I don't own the property yet, but we are looking at a house on some acreage with a 30 x 40 detached, second garage. the shop has it's own electrical service/meter and a private LP tank/heat. However, there is no well/septic nor most likely will there be. The adjoining acreage (part of the property) quickly becomes seasonal wetlands and is part of a tax-relief conservation program so additional development is limited. Furthermore, the shop is 250' from the house which obviously has it's own well/septic so it would be a pricey run out that far even if I could.

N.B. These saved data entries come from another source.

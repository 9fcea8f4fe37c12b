//! Knowledge store
//!
//! Persists content chunks with optional embeddings and answers vector
//! similarity queries. Reads never block on writers: the in-memory store
//! scans an immutable snapshot, the SQLite store reads through WAL.

pub mod ingestion;
pub mod memory;
pub mod similarity;

pub use ingestion::{IngestionHandle, IngestionWorker};
pub use memory::InMemoryKnowledgeStore;

use crate::errors::{AgentError, Result};
use crate::types::{KnowledgeEntry, NewKnowledgeEntry, ScoredEntry, SearchFilter};
use async_trait::async_trait;

#[async_trait]
pub trait KnowledgeStore: Send + Sync {
    async fn insert(&self, entry: NewKnowledgeEntry) -> Result<KnowledgeEntry>;

    async fn find(&self, id: i64) -> Result<Option<KnowledgeEntry>>;

    /// Replace the stored entry with the same id
    async fn update(&self, entry: KnowledgeEntry) -> Result<KnowledgeEntry>;

    /// Up to `limit` embedded entries nearest to `embedding`, ascending
    /// distance, ties broken by entry id
    async fn similarity_search(
        &self,
        embedding: &[f32],
        limit: usize,
        filter: &SearchFilter,
    ) -> Result<Vec<ScoredEntry>>;

    /// Entries still waiting for an embedding, oldest first
    async fn list_unembedded(&self, limit: usize) -> Result<Vec<KnowledgeEntry>>;

    async fn count(&self) -> Result<usize>;

    /// Dimension every stored embedding must have
    fn dimensions(&self) -> usize;
}

/// Reject vectors whose length differs from the store dimension
pub(crate) fn check_dimensions(expected: usize, embedding: &[f32]) -> Result<()> {
    if embedding.len() != expected {
        return Err(AgentError::Validation(format!(
            "embedding has {} dimensions, store expects {}",
            embedding.len(),
            expected
        )));
    }
    if embedding.iter().any(|v| !v.is_finite()) {
        return Err(AgentError::Validation(
            "embedding contains non-finite values".to_string(),
        ));
    }
    Ok(())
}
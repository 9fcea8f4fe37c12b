//! Execution status state machine
//!
//! Every ledger row follows `Pending -> Running -> {Completed | Failed}`:
//! - Safety: terminal states never transition again
//! - Liveness: a running execution always reaches a terminal state
//! - Determinism: unique next state per event

use crate::errors::{AgentError, Result};
use serde::{Deserialize, Serialize};
use std::fmt;
use std::str::FromStr;

/// Execution statuses
#[derive(Debug, Clone, Copy, PartialEq, Eq, Hash, Serialize, Deserialize)]
#[serde(rename_all = "snake_case")]
pub enum ExecutionStatus {
    /// Created but not yet started
    Pending,

    /// Provider loop in progress
    Running,

    /// Finished with an output (terminal)
    Completed,

    /// Finished with an error (terminal)
    Failed,
}

/// Events that trigger status transitions
#[derive(Debug, Clone, Copy, PartialEq, Eq)]
pub enum StatusEvent {
    /// Turn began
    Start,

    /// Provider returned a final answer
    Finish,

    /// Provider, budget, timeout or cancellation failure
    Fail,
}

impl ExecutionStatus {
    /// Check if this is a terminal state
    pub fn is_terminal(&self) -> bool {
        matches!(self, ExecutionStatus::Completed | ExecutionStatus::Failed)
    }

    /// Attempt a status transition
    ///
    /// Valid transitions:
    /// 1. Pending -> Running   (on: Start)
    /// 2. Pending -> Failed    (on: Fail)
    /// 3. Running -> Completed (on: Finish)
    /// 4. Running -> Failed    (on: Fail)
    ///
    /// Terminal states reject every event: ledger rows never regress.
    pub fn transition(&self, event: StatusEvent) -> Result<ExecutionStatus> {
        use ExecutionStatus::*;
        use StatusEvent::*;

        let next = match (self, event) {
            (Pending, Start) => Running,
            (Pending, Fail) => Failed,
            (Running, Finish) => Completed,
            (Running, Fail) => Failed,
            (from, event) => {
                let reason = if from.is_terminal() {
                    "terminal state".to_string()
                } else {
                    format!("no transition from {} on {:?}", from, event)
                };
                return Err(AgentError::InvalidTransition {
                    from: from.to_string(),
                    to: format!("(via {:?})", event),
                    reason,
                });
            }
        };

        Ok(next)
    }

    /// Get all valid events from this state
    pub fn valid_events(&self) -> Vec<StatusEvent> {
        match self {
            ExecutionStatus::Pending => vec![StatusEvent::Start, StatusEvent::Fail],
            ExecutionStatus::Running => vec![StatusEvent::Finish, StatusEvent::Fail],
            ExecutionStatus::Completed | ExecutionStatus::Failed => vec![],
        }
    }

    pub fn as_str(&self) -> &'static str {
        match self {
            ExecutionStatus::Pending => "pending",
            ExecutionStatus::Running => "running",
            ExecutionStatus::Completed => "completed",
            ExecutionStatus::Failed => "failed",
        }
    }
}

impl fmt::Display for ExecutionStatus {
    fn fmt(&self, f: &mut fmt::Formatter<'_>) -> fmt::Result {
        f.write_str(self.as_str())
    }
}

impl FromStr for ExecutionStatus {
    type Err = AgentError;

    fn from_str(s: &str) -> Result<Self> {
        match s {
            "pending" => Ok(ExecutionStatus::Pending),
            "running" => Ok(ExecutionStatus::Running),
            "completed" => Ok(ExecutionStatus::Completed),
            "failed" => Ok(ExecutionStatus::Failed),
            other => Err(AgentError::Validation(format!("unknown execution status '{}'", other))),
        }
    }
}

#[cfg(test)]
mod tests {
    use super::*;

    #[test]
    fn test_valid_transitions() {
        assert_eq!(
            ExecutionStatus::Pending.transition(StatusEvent::Start).unwrap(),
            ExecutionStatus::Running
        );
        assert_eq!(
            ExecutionStatus::Pending.transition(StatusEvent::Fail).unwrap(),
            ExecutionStatus::Failed
        );
        assert_eq!(
            ExecutionStatus::Running.transition(StatusEvent::Finish).unwrap(),
            ExecutionStatus::Completed
        );
        assert_eq!(
            ExecutionStatus::Running.transition(StatusEvent::Fail).unwrap(),
            ExecutionStatus::Failed
        );
    }

    #[test]
    fn test_invalid_transitions() {
        assert!(ExecutionStatus::Pending.transition(StatusEvent::Finish).is_err());
        assert!(ExecutionStatus::Running.transition(StatusEvent::Start).is_err());
    }

    #[test]
    fn test_terminal_states_never_regress() {
        for terminal in [ExecutionStatus::Completed, ExecutionStatus::Failed] {
            assert!(terminal.is_terminal());
            assert!(terminal.valid_events().is_empty());
            for event in [StatusEvent::Start, StatusEvent::Finish, StatusEvent::Fail] {
                let err = terminal.transition(event).unwrap_err();
                assert!(err.to_string().contains("terminal state"));
            }
        }
    }

    #[test]
    fn test_valid_events_are_accepted() {
        for status in [ExecutionStatus::Pending, ExecutionStatus::Running] {
            for event in status.valid_events() {
                assert!(status.transition(event).is_ok());
            }
        }
    }

    #[test]
    fn test_string_round_trip() {
        for status in [
            ExecutionStatus::Pending,
            ExecutionStatus::Running,
            ExecutionStatus::Completed,
            ExecutionStatus::Failed,
        ] {
            assert_eq!(status.as_str().parse::<ExecutionStatus>().unwrap(), status);
        }
        assert!("done".parse::<ExecutionStatus>().is_err());
    }
}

Good news! I have water/sewer in my current garage and while I use it occasionally, I can certainly envision ways without. During the warmer months (central WI) I could obviously run a hose out there across the lawn (PIA for mowing every 5 days). That's where I am now, envisioning alternatives to traditional options.

Here are the first two things that came to mind: a raised poly tank 8' off the floor perhaps with a small, 12v pump.

http://www.northerntool.com/shop/tools/product_200335768_200335768

http://www.northerntool.com/shop/tools/product_527_527

there would be no hot water, but I'll have other options for heating small amounts as needed. here are the question comments:

I have 2 pressure washers, one gas and one electric. the electric is rated at 1.6, so does that mean the pump would cover it? would i even need it? I don't know how they rate that flow because I think way more than 1.6 gpm would gravity flow from a full 150 gallon tank, 8' off the ground through a 3/4" hose.

I would sure think 150 gallons would about cover a winter, maybe one fill at most.

it's just a general use home shop, nothing business related, etc. just need something to wash hands, dosing small fires, rinse the pee bucket, fill the dog bowl, washing things, etc.

what do you think of the idea in general, other options? if i totally fail, at least the tank and pump could be re-purposed on the back of my utv.

thanks again, Dave.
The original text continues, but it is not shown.